> [WHAT IS NEEDED] Scan the entries below for the string "just" and copy every line where it turns up.

> [RECORDS FOR PROCESSING]
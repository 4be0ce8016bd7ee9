//! model-merger - merges SEModel/Cast models into one
//!
//! Picks a root model, splices every other model onto the bone its root hangs
//! from, and writes the result as `<root>.cast`.

use std::fs::{File, OpenOptions};
use std::path::{Path, PathBuf};
use std::sync::Mutex;

use anyhow::{Context, Result};
use clap::Parser;
use tracing_subscriber::{EnvFilter, fmt, prelude::*};

use model_merger::{MergeOptions, run_merge};

const DEFAULT_OUTPUT_DIR: &str = "Merged Models";
const DEFAULT_LOG_FILE: &str = "ModelMerger.log";

#[derive(Parser)]
#[command(name = "model-merger")]
#[command(about = "Merges SEModels/Cast models into one")]
#[command(version)]
struct Cli {
    /// Input model files (.semodel, .cast), in any order
    #[arg(required = true)]
    inputs: Vec<PathBuf>,

    /// Output directory (default: "Merged Models" next to the executable)
    #[arg(short, long)]
    output_dir: Option<PathBuf>,

    /// Run log, appended to (default: ModelMerger.log next to the executable)
    #[arg(long)]
    log_file: Option<PathBuf>,

    /// Resolve and encode without writing the merged model
    #[arg(long)]
    dry_run: bool,
}

/// Directory holding the executable, falling back to the working directory
fn exe_dir() -> PathBuf {
    std::env::current_exe()
        .ok()
        .and_then(|exe| exe.parent().map(Path::to_path_buf))
        .unwrap_or_else(|| PathBuf::from("."))
}

fn open_log(path: &Path) -> Result<File> {
    OpenOptions::new()
        .create(true)
        .append(true)
        .open(path)
        .with_context(|| format!("Failed to open log file {}", path.display()))
}

fn init_logging(log_file: &Path) {
    let filter = EnvFilter::try_from_default_env().unwrap_or_else(|_| EnvFilter::new("info"));

    // A missing run log should not stop the merge
    let (file, log_error) = match open_log(log_file) {
        Ok(file) => (Some(file), None),
        Err(err) => (None, Some(err)),
    };
    let file_layer = file.map(|file| {
        fmt::layer()
            .with_ansi(false)
            .with_target(false)
            .with_writer(Mutex::new(file))
    });

    tracing_subscriber::registry()
        .with(filter)
        .with(fmt::layer().with_target(false))
        .with(file_layer)
        .init();

    if let Some(err) = log_error {
        tracing::warn!("{:#}", err);
    }
}

fn main() -> Result<()> {
    let cli = Cli::parse();

    let log_file = cli
        .log_file
        .clone()
        .unwrap_or_else(|| exe_dir().join(DEFAULT_LOG_FILE));
    init_logging(&log_file);

    tracing::info!("---------------------------");
    tracing::info!("ModelMerger");
    tracing::info!("Merges SEModels/Cast models into 1");
    tracing::info!("Version {}", env!("CARGO_PKG_VERSION"));
    tracing::info!("---------------------------");

    let options = MergeOptions {
        inputs: cli.inputs,
        output_dir: cli
            .output_dir
            .unwrap_or_else(|| exe_dir().join(DEFAULT_OUTPUT_DIR)),
        dry_run: cli.dry_run,
    };

    let report = run_merge(&options).inspect_err(|err| {
        tracing::error!("An unhandled error has occurred: {:#}", err);
    })?;
    if report.written {
        tracing::info!("Output: {}", report.output.display());
    }
    tracing::info!("Execution complete");
    Ok(())
}
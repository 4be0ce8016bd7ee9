//! Little-endian cursor over a byte slice.
//!
//! Every read is bounds checked and fails with the offset it was attempted at,
//! so truncated files surface as errors rather than panics.

use anyhow::{Context, Result, bail};
use glam::{Quat, Vec2, Vec3, Vec4};

/// Forward-only reader over borrowed bytes
#[derive(Debug, Clone)]
pub struct ByteReader<'a> {
    data: &'a [u8],
    pos: usize,
}

impl<'a> ByteReader<'a> {
    pub fn new(data: &'a [u8]) -> Self {
        Self { data, pos: 0 }
    }

    /// Current offset from the start of the data
    pub fn position(&self) -> usize {
        self.pos
    }

    pub fn remaining(&self) -> usize {
        self.data.len() - self.pos
    }

    pub fn is_empty(&self) -> bool {
        self.remaining() == 0
    }

    /// Borrow the next `len` bytes and advance past them
    pub fn take(&mut self, len: usize) -> Result<&'a [u8]> {
        if len > self.remaining() {
            bail!(
                "Unexpected end of data at offset {}: need {} bytes, {} remaining",
                self.pos,
                len,
                self.remaining()
            );
        }
        let bytes = &self.data[self.pos..self.pos + len];
        self.pos += len;
        Ok(bytes)
    }

    pub fn skip(&mut self, len: usize) -> Result<()> {
        self.take(len).map(|_| ())
    }

    fn array<const N: usize>(&mut self) -> Result<[u8; N]> {
        let bytes = self.take(N)?;
        let mut out = [0u8; N];
        out.copy_from_slice(bytes);
        Ok(out)
    }

    pub fn read_u8(&mut self) -> Result<u8> {
        Ok(self.array::<1>()?[0])
    }

    pub fn read_u16(&mut self) -> Result<u16> {
        Ok(u16::from_le_bytes(self.array()?))
    }

    pub fn read_u32(&mut self) -> Result<u32> {
        Ok(u32::from_le_bytes(self.array()?))
    }

    pub fn read_i32(&mut self) -> Result<i32> {
        Ok(i32::from_le_bytes(self.array()?))
    }

    pub fn read_u64(&mut self) -> Result<u64> {
        Ok(u64::from_le_bytes(self.array()?))
    }

    pub fn read_f32(&mut self) -> Result<f32> {
        Ok(f32::from_le_bytes(self.array()?))
    }

    pub fn read_f64(&mut self) -> Result<f64> {
        Ok(f64::from_le_bytes(self.array()?))
    }

    pub fn read_vec2(&mut self) -> Result<Vec2> {
        Ok(Vec2::new(self.read_f32()?, self.read_f32()?))
    }

    pub fn read_vec3(&mut self) -> Result<Vec3> {
        Ok(Vec3::new(self.read_f32()?, self.read_f32()?, self.read_f32()?))
    }

    pub fn read_vec4(&mut self) -> Result<Vec4> {
        Ok(Vec4::new(
            self.read_f32()?,
            self.read_f32()?,
            self.read_f32()?,
            self.read_f32()?,
        ))
    }

    /// Quaternion stored as x, y, z, w
    pub fn read_quat(&mut self) -> Result<Quat> {
        let v = self.read_vec4()?;
        Ok(Quat::from_xyzw(v.x, v.y, v.z, v.w))
    }

    /// Null-terminated UTF-8 string; the terminator is consumed
    pub fn read_cstr(&mut self) -> Result<String> {
        let start = self.pos;
        let len = self.data[start..]
            .iter()
            .position(|&b| b == 0)
            .with_context(|| format!("Unterminated string at offset {}", start))?;
        let bytes = self.take(len)?;
        self.pos += 1;
        let text = std::str::from_utf8(bytes)
            .with_context(|| format!("Invalid UTF-8 string at offset {}", start))?;
        Ok(text.to_owned())
    }
}
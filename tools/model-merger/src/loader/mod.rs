//! Model loading
//!
//! Each supported format has a pure `parse(name, bytes) -> Model` adapter.
//! [`load_model`] picks the adapter from the file extension, then validates the
//! result and resolves global bone poses so every loaded model satisfies the
//! model invariants before merging starts.

pub mod cast;
pub mod semodel;

use std::path::{Path, PathBuf};

use model_common::Model;

use crate::MergeError;

/// Supported source formats
#[derive(Debug, Clone, Copy, PartialEq, Eq)]
pub enum ModelFormat {
    Cast,
    SeModel,
}

impl ModelFormat {
    /// Detect the format from a file extension (case-insensitive)
    pub fn from_path(path: &Path) -> Option<Self> {
        let ext = path.extension()?.to_str()?.to_ascii_lowercase();
        match ext.as_str() {
            "cast" => Some(Self::Cast),
            "semodel" => Some(Self::SeModel),
            _ => None,
        }
    }

    pub fn parse(self, name: &str, data: &[u8]) -> anyhow::Result<Model> {
        match self {
            Self::Cast => cast::parse(name, data),
            Self::SeModel => semodel::parse(name, data),
        }
    }
}

/// Model name for a path: the file stem
fn model_name(path: &Path) -> String {
    path.file_stem()
        .map(|s| s.to_string_lossy().into_owned())
        .unwrap_or_default()
}

/// Load, validate and resolve a single model file
pub fn load_model(path: &Path) -> Result<Model, MergeError> {
    let format = ModelFormat::from_path(path).ok_or_else(|| MergeError::UnsupportedFormat {
        path: path.to_path_buf(),
    })?;
    let name = model_name(path);

    tracing::info!("Loading {}", name);

    let data = std::fs::read(path).map_err(|source| MergeError::Io {
        path: path.to_path_buf(),
        source,
    })?;

    let mut model = format
        .parse(&name, &data)
        .map_err(|err| MergeError::malformed(&name, format_args!("{:#}", err)))?;
    model
        .resolve()
        .map_err(|err| MergeError::malformed(&name, err))?;

    tracing::info!(
        "Loaded {} ({} bones, {} meshes, {} materials, {} shapes)",
        name,
        model.bones.len(),
        model.meshes.len(),
        model.materials.len(),
        model.shapes.len()
    );

    Ok(model)
}

/// Models loaded from a set of paths, plus the paths that were skipped
#[derive(Debug, Default)]
pub struct LoadedModels {
    pub models: Vec<Model>,
    pub skipped: Vec<PathBuf>,
}

/// Load every supported file in `paths`.
///
/// Paths are sorted first so the result does not depend on argument order.
/// Files with unsupported extensions are logged and skipped; any other load
/// failure aborts.
pub fn load_models<P: AsRef<Path>>(paths: &[P]) -> Result<LoadedModels, MergeError> {
    let mut sorted: Vec<&Path> = paths.iter().map(AsRef::as_ref).collect();
    sorted.sort();
    sorted.dedup();

    let mut loaded = LoadedModels {
        models: Vec::with_capacity(sorted.len()),
        skipped: Vec::new(),
    };

    for path in sorted {
        match load_model(path) {
            Ok(model) => loaded.models.push(model),
            Err(MergeError::UnsupportedFormat { path }) => {
                tracing::warn!("Invalid file, skipping: {}", path.display());
                loaded.skipped.push(path);
            }
            Err(err) => return Err(err),
        }
    }

    Ok(loaded)
}

#[cfg(test)]
mod tests {
    use super::*;

    #[test]
    fn test_format_from_extension() {
        assert_eq!(
            ModelFormat::from_path(Path::new("a/body.cast")),
            Some(ModelFormat::Cast)
        );
        assert_eq!(
            ModelFormat::from_path(Path::new("HEAD.SEModel")),
            Some(ModelFormat::SeModel)
        );
        assert_eq!(ModelFormat::from_path(Path::new("readme.txt")), None);
        assert_eq!(ModelFormat::from_path(Path::new("noext")), None);
    }

    #[test]
    fn test_model_name_is_file_stem() {
        assert_eq!(model_name(Path::new("models/arm_left.cast")), "arm_left");
    }

    #[test]
    fn test_unsupported_is_skipped() {
        let loaded = load_models(&["notes.txt", "image.png"]).unwrap();
        assert!(loaded.models.is_empty());
        assert_eq!(
            loaded.skipped,
            vec![PathBuf::from("image.png"), PathBuf::from("notes.txt")]
        );
    }

    #[test]
    fn test_missing_file_is_error() {
        let err = load_model(Path::new("/nonexistent/dir/body.cast")).unwrap_err();
        assert!(matches!(err, MergeError::Io { .. }));
    }
}
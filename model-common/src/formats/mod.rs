//! Binary model formats
//!
//! All formats are little-endian. The Cast scene graph is the only format the
//! merger writes; [`ByteReader`] is shared by every decoder.

pub mod cast;
mod reader;

pub use cast::*;
pub use reader::ByteReader;
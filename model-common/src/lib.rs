//! Shared types and utilities for the model merger
//!
//! This crate provides the pieces shared between the merge tool and anything
//! else that reads or writes merged models:
//!
//! # Modules
//!
//! - [`model`] - Normalised in-memory model (bones, meshes, materials, shapes)
//! - [`transform`] - Global bone pose composition and rigid deltas between skeletons
//! - [`formats`] - Cast binary scene-graph codec and the byte reader used by decoders

pub mod formats;
pub mod model;
pub mod transform;

// Re-export the model types
pub use model::{Bone, Face, Material, Mesh, Model, ModelError, ShapeDelta, Vertex, Weight};

// Re-export transform helpers
pub use transform::{RigidDelta, compute_delta, compute_global_poses};

// Re-export commonly used format items
pub use formats::{ByteReader, CastFile, CastNode, CastNodeId, CastProperty, CastPropertyId};
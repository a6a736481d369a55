use serde::{Deserialize, Serialize};
use std::fs;

/// snapkv configuration
#[derive(Debug, Deserialize, Serialize, Clone)]
pub struct Config {
  /// Snapshot file used for persistence
  #[serde(default = "default_store_file")]
  pub store_file: String,

  /// Server listening address
  #[serde(default = "default_listen_addr")]
  pub listen_addr: String,
}

fn default_store_file() -> String {
  "snapkv.db.json".to_string()
}

fn default_listen_addr() -> String {
  "127.0.0.1:5000".to_string()
}

impl Default for Config {
  fn default() -> Self {
    Self {
      store_file: default_store_file(),
      listen_addr: default_listen_addr(),
    }
  }
}

impl Config {
  /// Load configuration from TOML file
  pub fn from_file(path: &str) -> anyhow::Result<Self> {
    let config_str = fs::read_to_string(path)
      .map_err(|e| anyhow::anyhow!("Failed to read config file '{}': {}", path, e))?;

    let config: Config = toml::from_str(&config_str)
      .map_err(|e| anyhow::anyhow!("Failed to parse config file '{}': {}", path, e))?;

    Ok(config)
  }
}
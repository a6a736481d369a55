//! Snapshot encoding/decoding for persistence
//!
//! This module provides the on-disk encoding of the store: a single JSON
//! object mapping each key to its base64-encoded value.

pub mod snapshot;

pub use snapshot::{decode, encode, SnapshotError};
use std::collections::HashMap;
use std::io::ErrorKind;
use std::path::{Path, PathBuf};

use thiserror::Error;
use tokio::fs;
use tokio::sync::RwLock;
use tracing::warn;

use crate::encoding;

/// Errors produced while writing a snapshot after a mutation.
///
/// The in-memory mutation has already been applied when one of these is
/// returned; the caller decides whether to log it or escalate.
#[derive(Debug, Error)]
pub enum StoreError {
    #[error("failed to encode snapshot: {0}")]
    Encode(#[from] serde_json::Error),
    #[error("failed to write snapshot to '{path}': {source}")]
    Write {
        path: PathBuf,
        source: std::io::Error,
    },
}

/// In-memory key-value store mirrored to a snapshot file.
///
/// Every mutation rewrites the entire mapping to the backing file while the
/// exclusive lock is still held, so the disk write is on the critical path
/// of each Put/Delete and blocks concurrent readers for its duration. This
/// full-snapshot-per-mutation behavior is the store's durability contract,
/// not an implementation accident; the write cost is O(total store size).
pub struct Store {
    entries: RwLock<HashMap<String, Vec<u8>>>,
    backing_path: PathBuf,
}

impl Store {
    /// Open the store, loading the snapshot at `path` if one exists.
    ///
    /// A missing file yields an empty store. A file that exists but cannot
    /// be read or decoded also yields an empty store; that case is logged,
    /// since continuing will discard the unreadable data on the next
    /// mutation. Neither case is an error to the caller.
    pub async fn open(path: impl Into<PathBuf>) -> Self {
        let backing_path = path.into();
        let entries = Self::load(&backing_path).await;
        Self {
            entries: RwLock::new(entries),
            backing_path,
        }
    }

    async fn load(path: &Path) -> HashMap<String, Vec<u8>> {
        let bytes = match fs::read(path).await {
            Ok(bytes) => bytes,
            Err(e) if e.kind() == ErrorKind::NotFound => return HashMap::new(),
            Err(e) => {
                warn!("could not read snapshot '{}': {e}", path.display());
                return HashMap::new();
            }
        };
        match encoding::decode(&bytes) {
            Ok(entries) => entries,
            Err(e) => {
                warn!(
                    "snapshot '{}' is unreadable, starting empty: {e}",
                    path.display()
                );
                HashMap::new()
            }
        }
    }

    /// Path of the backing snapshot file.
    pub fn backing_path(&self) -> &Path {
        &self.backing_path
    }

    /// Get the value for a key, or `None` if absent.
    pub async fn get(&self, key: &str) -> Option<Vec<u8>> {
        let entries = self.entries.read().await;
        entries.get(key).cloned()
    }

    /// Insert or overwrite a key, then snapshot the whole mapping.
    ///
    /// The in-memory insert always succeeds; an `Err` means only that the
    /// snapshot write failed and the on-disk copy is now stale.
    pub async fn put(&self, key: String, value: Vec<u8>) -> Result<(), StoreError> {
        let mut entries = self.entries.write().await;
        entries.insert(key, value);
        self.save(&entries).await
    }

    /// Remove a key if present (a no-op otherwise), then snapshot.
    ///
    /// Same failure contract as [`Store::put`].
    pub async fn delete(&self, key: &str) -> Result<(), StoreError> {
        let mut entries = self.entries.write().await;
        entries.remove(key);
        self.save(&entries).await
    }

    /// Serialize the entire mapping and overwrite the backing file.
    ///
    /// Called with the write guard held so no mutation can interleave
    /// between the in-memory update and the disk write.
    async fn save(&self, entries: &HashMap<String, Vec<u8>>) -> Result<(), StoreError> {
        let bytes = encoding::encode(entries)?;
        fs::write(&self.backing_path, bytes)
            .await
            .map_err(|source| StoreError::Write {
                path: self.backing_path.clone(),
                source,
            })
    }
}
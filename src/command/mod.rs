//! Turning recognized text into discrete station commands.
//!
//! Free text from the recognizer is noisy: partial results repeat, the
//! user corrects themselves mid-utterance, and recognitions from a test
//! that just ended can trail in afterwards. This module owns the keyword
//! tables, the priority rules, the debounce state, and the post-test gate
//! that together guarantee at most one command per utterance.

mod keywords;

use std::sync::Mutex;
use std::time::{Duration, Instant};

use serde::Serialize;
use tracing::{debug, info};

use keywords::{extract_keyword_command, has_start_keyword};

/// Command families, in priority order.
#[derive(Debug, Clone, Copy, PartialEq, Eq, Serialize)]
#[serde(rename_all = "snake_case")]
pub enum CommandCategory {
    SystemControl,
    TestControl,
    Direction,
}

impl CommandCategory {
    pub fn as_str(&self) -> &'static str {
        match self {
            Self::SystemControl => "system_control",
            Self::TestControl => "test_control",
            Self::Direction => "direction",
        }
    }
}

/// The single externally observable output of interpretation.
#[derive(Debug, Clone, PartialEq, Eq)]
pub struct CommandEvent {
    pub category: CommandCategory,
    pub value: String,
    pub original_text: String,
}

/// Duplicate-suppression state, updated only when a command is accepted.
struct DebounceState {
    last_processed_text: String,
    last_command_time: Option<Instant>,
}

/// Post-test suppression window. A test that just finished must not have
/// trailing recognitions leak into the next interaction.
struct GateState {
    test_in_progress: bool,
    test_completed_at: Option<Instant>,
}

/// Stateful text-to-command interpreter for one engine instance.
pub struct CommandInterpreter {
    command_timeout: Duration,
    post_test_ignore_window: Duration,
    state: Mutex<DebounceState>,
    gate: Mutex<GateState>,
}

impl CommandInterpreter {
    pub fn new(command_timeout: Duration, post_test_ignore_window: Duration) -> Self {
        Self {
            command_timeout,
            post_test_ignore_window,
            state: Mutex::new(DebounceState {
                last_processed_text: String::new(),
                last_command_time: None,
            }),
            gate: Mutex::new(GateState {
                test_in_progress: false,
                test_completed_at: None,
            }),
        }
    }

    /// Interpret a recognition result, producing at most one command.
    pub fn interpret(&self, text: &str) -> Option<CommandEvent> {
        self.interpret_at(text, Instant::now())
    }

    /// Mark a test as started or stopped. Stopping stamps the completion
    /// time and opens the post-test ignore window.
    pub fn set_test_in_progress(&self, in_progress: bool) {
        self.set_test_in_progress_at(in_progress, Instant::now());
    }

    pub(crate) fn set_test_in_progress_at(&self, in_progress: bool, now: Instant) {
        let mut gate = self.gate.lock().unwrap();
        gate.test_in_progress = in_progress;
        if in_progress {
            info!("Test started, accepting commands");
        } else {
            gate.test_completed_at = Some(now);
            info!(
                window_secs = self.post_test_ignore_window.as_secs_f64(),
                "Test finished, ignoring stale commands"
            );
        }
    }

    pub(crate) fn interpret_at(&self, text: &str, now: Instant) -> Option<CommandEvent> {
        let text = text.trim();
        if text.is_empty() {
            return None;
        }

        // An interpretation is already in flight for an overlapping
        // result; drop this one rather than double-process.
        let mut state = match self.state.try_lock() {
            Ok(guard) => guard,
            Err(_) => {
                debug!(%text, "Interpretation in flight, dropping overlapping result");
                return None;
            }
        };

        if self.gate_ignores(now) {
            if !has_start_keyword(text) {
                debug!(%text, "Post-test window active, ignoring stale command");
                return None;
            }
            // A fresh start request re-opens the gate immediately.
            self.set_test_in_progress_at(true, now);
        }

        if self.is_duplicate(&state, text, now) {
            debug!(%text, "Duplicate or rapid repeat, suppressed");
            return None;
        }

        let (category, value) = extract_keyword_command(text)?;

        state.last_processed_text = text.to_string();
        state.last_command_time = Some(now);
        drop(state);

        match value {
            "start_test" => self.set_test_in_progress_at(true, now),
            "stop_test" => self.set_test_in_progress_at(false, now),
            _ => {}
        }

        info!(%text, command = value, "Recognized command");
        Some(CommandEvent {
            category,
            value: value.to_string(),
            original_text: text.to_string(),
        })
    }

    /// Whether the post-test window currently swallows non-start text.
    fn gate_ignores(&self, now: Instant) -> bool {
        let gate = self.gate.lock().unwrap();
        if gate.test_in_progress {
            return false;
        }
        match gate.test_completed_at {
            Some(completed) => now.duration_since(completed) < self.post_test_ignore_window,
            None => false,
        }
    }

    /// Duplicate and cooldown check. Any text inside the timeout window
    /// of the last accepted command is suppressed: the near-duplicate
    /// rule (same text, or same after stripping punctuation) and the
    /// unconditional between-commands cooldown share the one configured
    /// window.
    fn is_duplicate(&self, state: &DebounceState, text: &str, now: Instant) -> bool {
        let last = match state.last_command_time {
            Some(t) => t,
            None => return false,
        };
        if now.duration_since(last) >= self.command_timeout {
            return false;
        }
        if text == state.last_processed_text {
            return true;
        }
        if strip_punctuation(text) == strip_punctuation(&state.last_processed_text) {
            return true;
        }
        // Different content, but still inside the cooldown.
        true
    }
}

/// Remove CJK and ASCII punctuation plus whitespace for near-duplicate
/// comparison.
fn strip_punctuation(text: &str) -> String {
    text.chars()
        .filter(|c| {
            !c.is_whitespace()
                && !matches!(
                    c,
                    '。' | '，' | '、' | '！' | '？' | '；' | '：'
                        | '.' | ',' | '!' | '?' | ';' | ':'
                )
        })
        .collect()
}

> [EXPECTED ANSWER]
//! that just ended can trail in afterwards. This module owns the keyword
/// Post-test suppression window. A test that just finished must not have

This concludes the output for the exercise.